Then one Saturday before Easter, there was a freak storm. The Dovidic camp was smothered in a wet, early Spring snow. The inhabitants were in a foul mood. They had thrown their whole lot in with Amichai ben Dovid and his sycophant, Rubin of Hebron, and here they were, chattel on the Gentile Lord’s estate.


Just then, a man arrived in the camp. He wore the kind of tunic which supplicants to the Christian Church don in preparation to conversion. His hair was close cropped, even tonsured like a monk’s, and his face was clean-shaven. It took a few moments to realize that it was Amichai ben Dovid. A gold cross hung around his neck. Rubin of Hebron followed behind him, similarly dressed. For the first time in many months, Amichai ben Dovid addressed his followers:


“God has instructed me to covert to the religion of Edom,” he said in a loud but wavering Yiddish. There was no need for Rubin of Hebron to translate.


As after the abrogating of the law of Moses, a portion of his followers repented and returned to the community of Israel. They took their place on the threshold of the synagogue door, and were allowed once more to dwell in the tents of Jacob.

Friday, July 8, 2011

On The Worship of an Ass, VI



…A JEW, ALTHOUGH HE HAS SINNED, REMAINS A JEW



It goes without saying, that Amichai ben Dovid did not come out and utter such a blasphemy, but as usual, his deeds carried more weight than his subtle words. Most cloak their sins in darkness and lies, but Amichai ben Dovid paraded his around in the light of day. He ate pork on Yom Kippur. He fasted on joyous festival days. He turned the very world upside down, by toppling its foundation stone, the Holy Torah.
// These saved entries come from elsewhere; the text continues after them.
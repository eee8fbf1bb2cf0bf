use actix_web::{web, HttpResponse, Responder};
use chrono::Utc;
use trellis_llm::ModelCatalog;
use trellis_metrics::MetricsSnapshot;

use crate::state::AppState;

const DASHBOARD_TEMPLATE: &str = include_str!("../dashboard.html");

pub async fn page(state: web::Data<AppState>) -> impl Responder {
    let snapshot = state.metrics.snapshot();
    let active = state.store.active_count().await;
    let html = render(&snapshot, active, state.router.catalog());
    HttpResponse::Ok()
        .content_type("text/html; charset=utf-8")
        .body(html)
}

fn render(snapshot: &MetricsSnapshot, active_conversations: usize, catalog: &ModelCatalog) -> String {
    let uptime_seconds = (Utc::now() - snapshot.started_at).num_seconds().max(0);
    let last_request = snapshot
        .last_request_at
        .map(|at| at.format("%Y-%m-%d %H:%M:%S UTC").to_string())
        .unwrap_or_else(|| "never".to_string());
    let total_tokens = snapshot.total_tokens_in + snapshot.total_tokens_out;

    DASHBOARD_TEMPLATE
        .replace("{{TOTAL_REQUESTS}}", &snapshot.total_requests.to_string())
        .replace("{{FAILED_REQUESTS}}", &snapshot.failed_requests.to_string())
        .replace("{{TOTAL_TOKENS}}", &total_tokens.to_string())
        .replace("{{UNIQUE_USERS}}", &snapshot.unique_users.to_string())
        .replace(
            "{{ACTIVE_CONVERSATIONS}}",
            &active_conversations.to_string(),
        )
        .replace("{{AVG_LATENCY_MS}}", &snapshot.avg_latency_ms.to_string())
        .replace("{{UPTIME}}", &format_uptime(uptime_seconds))
        .replace("{{LAST_REQUEST}}", &last_request)
        .replace("{{MODEL_ROWS}}", &model_rows(snapshot, catalog))
        .replace("{{HOURLY_ROWS}}", &hourly_rows(snapshot))
}

fn model_rows(snapshot: &MetricsSnapshot, catalog: &ModelCatalog) -> String {
    let mut rows = String::new();
    for (alias, model_id) in catalog.alias_table() {
        let counters = snapshot.per_model.get(&alias).copied().unwrap_or_default();
        rows.push_str(&format!(
            "<tr><td>{alias}</td><td>{model_id}</td>\
             <td class=\"num\">{}</td><td class=\"num\">{}</td></tr>\n",
            counters.requests, counters.tokens
        ));
    }
    // Failures count under the alias the caller asked for, which may not
    // exist in the catalog.
    for (alias, counters) in &snapshot.per_model {
        if catalog.get(alias).is_none() {
            rows.push_str(&format!(
                "<tr><td>{alias}</td><td>&mdash;</td>\
                 <td class=\"num\">{}</td><td class=\"num\">{}</td></tr>\n",
                counters.requests, counters.tokens
            ));
        }
    }
    rows
}

fn hourly_rows(snapshot: &MetricsSnapshot) -> String {
    if snapshot.hourly_buckets.is_empty() {
        return "<tr><td colspan=\"3\">No requests yet</td></tr>".to_string();
    }
    snapshot
        .hourly_buckets
        .iter()
        .rev()
        .map(|bucket| {
            format!(
                "<tr><td>{}</td><td class=\"num\">{}</td><td class=\"num\">{}</td></tr>\n",
                bucket.hour.format("%Y-%m-%d %H:00"),
                bucket.requests,
                bucket.tokens
            )
        })
        .collect()
}

fn format_uptime(seconds: i64) -> String {
    let days = seconds / 86_400;
    let hours = (seconds % 86_400) / 3_600;
    let minutes = (seconds % 3_600) / 60;
    if days > 0 {
        format!("{days}d {hours}h {minutes}m")
    } else if hours > 0 {
        format!("{hours}h {minutes}m")
    } else {
        format!("{minutes}m {}s", seconds % 60)
    }
}

#[cfg(test)]
mod tests {
    use std::collections::BTreeMap;

    use chrono::TimeZone;
    use trellis_metrics::{HourlyBucket, ModelCounters};

    use super::*;

    fn sample_snapshot() -> MetricsSnapshot {
        MetricsSnapshot {
            total_requests: 12,
            failed_requests: 2,
            total_tokens_in: 300,
            total_tokens_out: 900,
            unique_users: 4,
            per_model: BTreeMap::from([
                (
                    "maverick".to_string(),
                    ModelCounters {
                        requests: 10,
                        tokens: 1100,
                    },
                ),
                (
                    "retired-alias".to_string(),
                    ModelCounters {
                        requests: 2,
                        tokens: 100,
                    },
                ),
            ]),
            hourly_buckets: vec![HourlyBucket {
                hour: Utc.with_ymd_and_hms(2025, 6, 1, 14, 0, 0).unwrap(),
                requests: 12,
                tokens: 1200,
            }],
            avg_latency_ms: 450,
            started_at: Utc::now(),
            last_request_at: Some(Utc::now()),
        }
    }

    #[test]
    fn render_substitutes_every_placeholder() {
        let catalog = ModelCatalog::builtin("workspace.example.com");
        let html = render(&sample_snapshot(), 3, &catalog);

        assert!(!html.contains("{{"), "unfilled placeholder in: {html}");
        assert!(html.contains("maverick"));
        assert!(html.contains("2025-06-01 14:00"));
        assert!(html.contains("450ms"));
    }

    #[test]
    fn uncatalogued_aliases_still_get_a_row() {
        let catalog = ModelCatalog::builtin("workspace.example.com");
        let html = render(&sample_snapshot(), 0, &catalog);

        assert!(html.contains("retired-alias"));
    }

    #[test]
    fn empty_buckets_render_a_stub_row() {
        let catalog = ModelCatalog::builtin("workspace.example.com");
        let mut snapshot = sample_snapshot();
        snapshot.hourly_buckets.clear();
        let html = render(&snapshot, 0, &catalog);

        assert!(html.contains("No requests yet"));
    }

    #[test]
    fn uptime_formats_by_magnitude() {
        assert_eq!(format_uptime(42), "0m 42s");
        assert_eq!(format_uptime(3 * 3600 + 25 * 60), "3h 25m");
        assert_eq!(format_uptime(2 * 86_400 + 3600 + 60), "2d 1h 1m");
    }
}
The anti-Dovidic rabbis, upon seeing these abominations, immediately excommunicated him and his followers. Some of his followers returned to the Jewish fold, but most remained with their Messiah. They explained away his “sin” bit by bit, one supporting quotation from the Torah at a time, until after a while they had constructed an edifice of lies which, like a house made of sand, they believe to be as solid as stone.


For a while, the Dovidic community and the Torah true Jews existed side by side in Demblin and beyond, but there was great tension, and even some violence. On several occasions, the Gentile authorities had to restore order in the streets, the study house, even the synagogue.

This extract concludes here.